What is a cryptocurrency?
A cryptocurrency is a digital or virtual currency that uses cryptography for security. A cryptocurrency is difficult to counterfeit because of its inherent security centred design. A defining feature of cryptocurrency, and arguably its most endearing allure, is its organic nature – it is not issued by any central authority, rendering it theoretically immune to government interference or manipulation.
What is blockchain?
Blockchain is the technology that underpins Bitcoin and many other cryptocurrencies, but it has other uses too. Information is stored in chunks or “blocks,” linked to previous blocks, creating subsequent chains on a blockchain. Each block contains information about the transaction and a link to the next block. Blockchain can verify authenticity, validity, and past transactions. But it’s not an “on/off” switch. Blockchain transactions are still encrypted and remain stored on each node or computer.
Why should you accept Crypto payments?
The cryptocurrency environment has several advantages over traditional banking systems, such as:
1) decentralised, as in not owned by any single person or government – it’s a democratisation of money management.
2) fast, meaning that transactions are confirmed and added to the blockchain within minutes, removing the need for third parties.
3) secure, as it is a shared database that cannot be changed unless the majority of users decide to do so. It’s also fraud-resistant as users can store, access, and secure data only from institutions with the appropriate credentials.
4) economical, especially for cross-border payments, as it considerably reduces banking costs due to all transactions taking place digitally and fast.
However, businesses considering accepting crypto payments should also note that digital currency comes with high volatility and pricing fluctuations which, although compelling to traders, are adding a layer of uncertainty for businesses. The FCA also commented on the issue earlier this year, warning businesses and consumers alike of the perils of this new type of currency.
How to adopt crypto payments for your business?
If your business wants to accept crypto payments and blockchain payments, it’s essential to adopt a suitable payments platform to help minimise implementation risk and easily facilitate transactions in the most popular crypto payments currencies, like Bitcoin, Ethereum and Ripple.
An out-of-the-box payments platform would facilitate a transparent and straightforward merchant application process that allows fast acceptance decisions for high-risk merchants. In addition to providing the basics for smooth payments implementation like bitcoin wallets, it can also offer unique customer insights into this emerging vertical.
A Crypto-inspired finance revolution
A few companies are leading the way in this vertical, with Ripple being one of them. Before anything else, Ripple is a cryptocurrency and a platform designed to allow fast and cheap transactions – RippleNet. RippleNet uses solutions intended to provide a frictionless experience of sending money globally through a network of institutional payment providers such as banks and money services businesses.

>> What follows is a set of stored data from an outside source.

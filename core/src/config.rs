//! Retry configuration loaded from JSON.
//!
//! ```json
//! {
//!   "fallbackPolicy": "standard",
//!   "policies": {
//!     "standard": { "backoffBaseIntervalMs": 300000, "powerBase": 2.0, "maxRetries": 4 },
//!     "patient":  { "backoffBaseIntervalMs": 60000,  "powerBase": 1.5, "maxRetries": -1 }
//!   },
//!   "misfireThresholdMs": 60000,
//!   "retrySuffix": "#RETRY"
//! }
//! ```
//!
//! Every field is optional. An inline `fallback` policy wins over `fallbackPolicy`.

use std::fs;
use std::path::Path;
use std::sync::Arc;

use chrono::TimeDelta;
use serde::{Deserialize, Serialize};

use crate::builder::ApplySettings;
use crate::error::ConfigError;
use crate::listener::RETRY_TRIGGER_SUFFIX;
use crate::memory::DEFAULT_MISFIRE_THRESHOLD_MS;
use crate::policy::{PolicyRegistry, RetryPolicy};
use crate::trigger::RetryTrigger;

/// Settings for the retry listener and the in-memory scheduler.
#[derive(Debug, Clone, PartialEq, Serialize, Deserialize)]
#[serde(rename_all = "camelCase", default)]
pub struct RetryConfig {
    /// Policy applied when a failed job carries no persisted settings.
    #[serde(skip_serializing_if = "Option::is_none")]
    pub fallback: Option<RetryPolicy>,
    /// Name of a policy in `policies` to use as the fallback.
    #[serde(skip_serializing_if = "Option::is_none")]
    pub fallback_policy: Option<String>,
    /// Named policies.
    pub policies: PolicyRegistry,
    #[serde(rename = "misfireThresholdMs", with = "crate::policy::interval_ms")]
    pub misfire_threshold: TimeDelta,
    pub retry_suffix: String,
}

impl Default for RetryConfig {
    fn default() -> Self {
        Self {
            fallback: None,
            fallback_policy: None,
            policies: PolicyRegistry::new(),
            misfire_threshold: TimeDelta::milliseconds(DEFAULT_MISFIRE_THRESHOLD_MS),
            retry_suffix: RETRY_TRIGGER_SUFFIX.to_string(),
        }
    }
}

impl RetryConfig {
    /// Parse and validate.
    pub fn from_json_str(json: &str) -> Result<Self, ConfigError> {
        let config: Self = serde_json::from_str(json)?;
        config.validate()?;
        Ok(config)
    }

    /// Read, parse and validate the file at `path`.
    pub fn from_json_file(path: impl AsRef<Path>) -> Result<Self, ConfigError> {
        let path = path.as_ref();
        let json = fs::read_to_string(path).map_err(|source| ConfigError::Io {
            path: path.to_path_buf(),
            source,
        })?;
        Self::from_json_str(&json)
    }

    pub fn validate(&self) -> Result<(), ConfigError> {
        if let Some(policy) = &self.fallback {
            policy.validate().map_err(|source| ConfigError::InvalidPolicy {
                name: "fallback".to_string(),
                source,
            })?;
        }
        self.policies
            .validate()
            .map_err(|(name, source)| ConfigError::InvalidPolicy { name, source })?;
        if let Some(name) = &self.fallback_policy {
            if self.policies.get(name).is_none() {
                return Err(ConfigError::UnknownPolicy(name.clone()));
            }
        }
        if self.misfire_threshold < TimeDelta::zero() {
            return Err(ConfigError::InvalidMisfireThreshold(self.misfire_threshold));
        }
        if self.retry_suffix.is_empty() {
            return Err(ConfigError::EmptyRetrySuffix);
        }
        Ok(())
    }

    pub fn registry(&self) -> &PolicyRegistry {
        &self.policies
    }

    /// The fallback policy, inline or by name.
    pub fn fallback_policy(&self) -> Result<Option<RetryPolicy>, ConfigError> {
        if let Some(policy) = self.fallback {
            return Ok(Some(policy));
        }
        match &self.fallback_policy {
            Some(name) => self
                .policies
                .get(name)
                .map(Some)
                .ok_or_else(|| ConfigError::UnknownPolicy(name.clone())),
            None => Ok(None),
        }
    }

    /// Settings override installing the fallback policy, if one is configured.
    pub fn fallback_settings<T: RetryTrigger>(&self) -> Result<Option<ApplySettings<T>>, ConfigError> {
        Ok(self.fallback_policy()?.map(|policy| {
            let apply: ApplySettings<T> = Arc::new(move |trigger: &mut T| trigger.set_retry_policy(policy));
            apply
        }))
    }
}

Similarly, Token allows real-time account-to-account (A2A) payments straight from apps and websites – this is the simplest way to bypass traditional methods. Token is also moving beyond conventional open banking integrations to secure one-click transactions without the need for authentication.
All in all, we believe that digital currencies encourage more financial inclusivity, and cryptocurrencies are levelling the playing field by creating more opportunities for businesses in the financial services space.
While there are still some risks of accepting crypto payments, such as different technical barriers, volatility and regulatory uncertainty – it’s clear this is more an opportunity than a threat. Even the Bank of England seized the potential of digital currencies by creating RSCoin, which is a nod in the right direction for this emerging trend.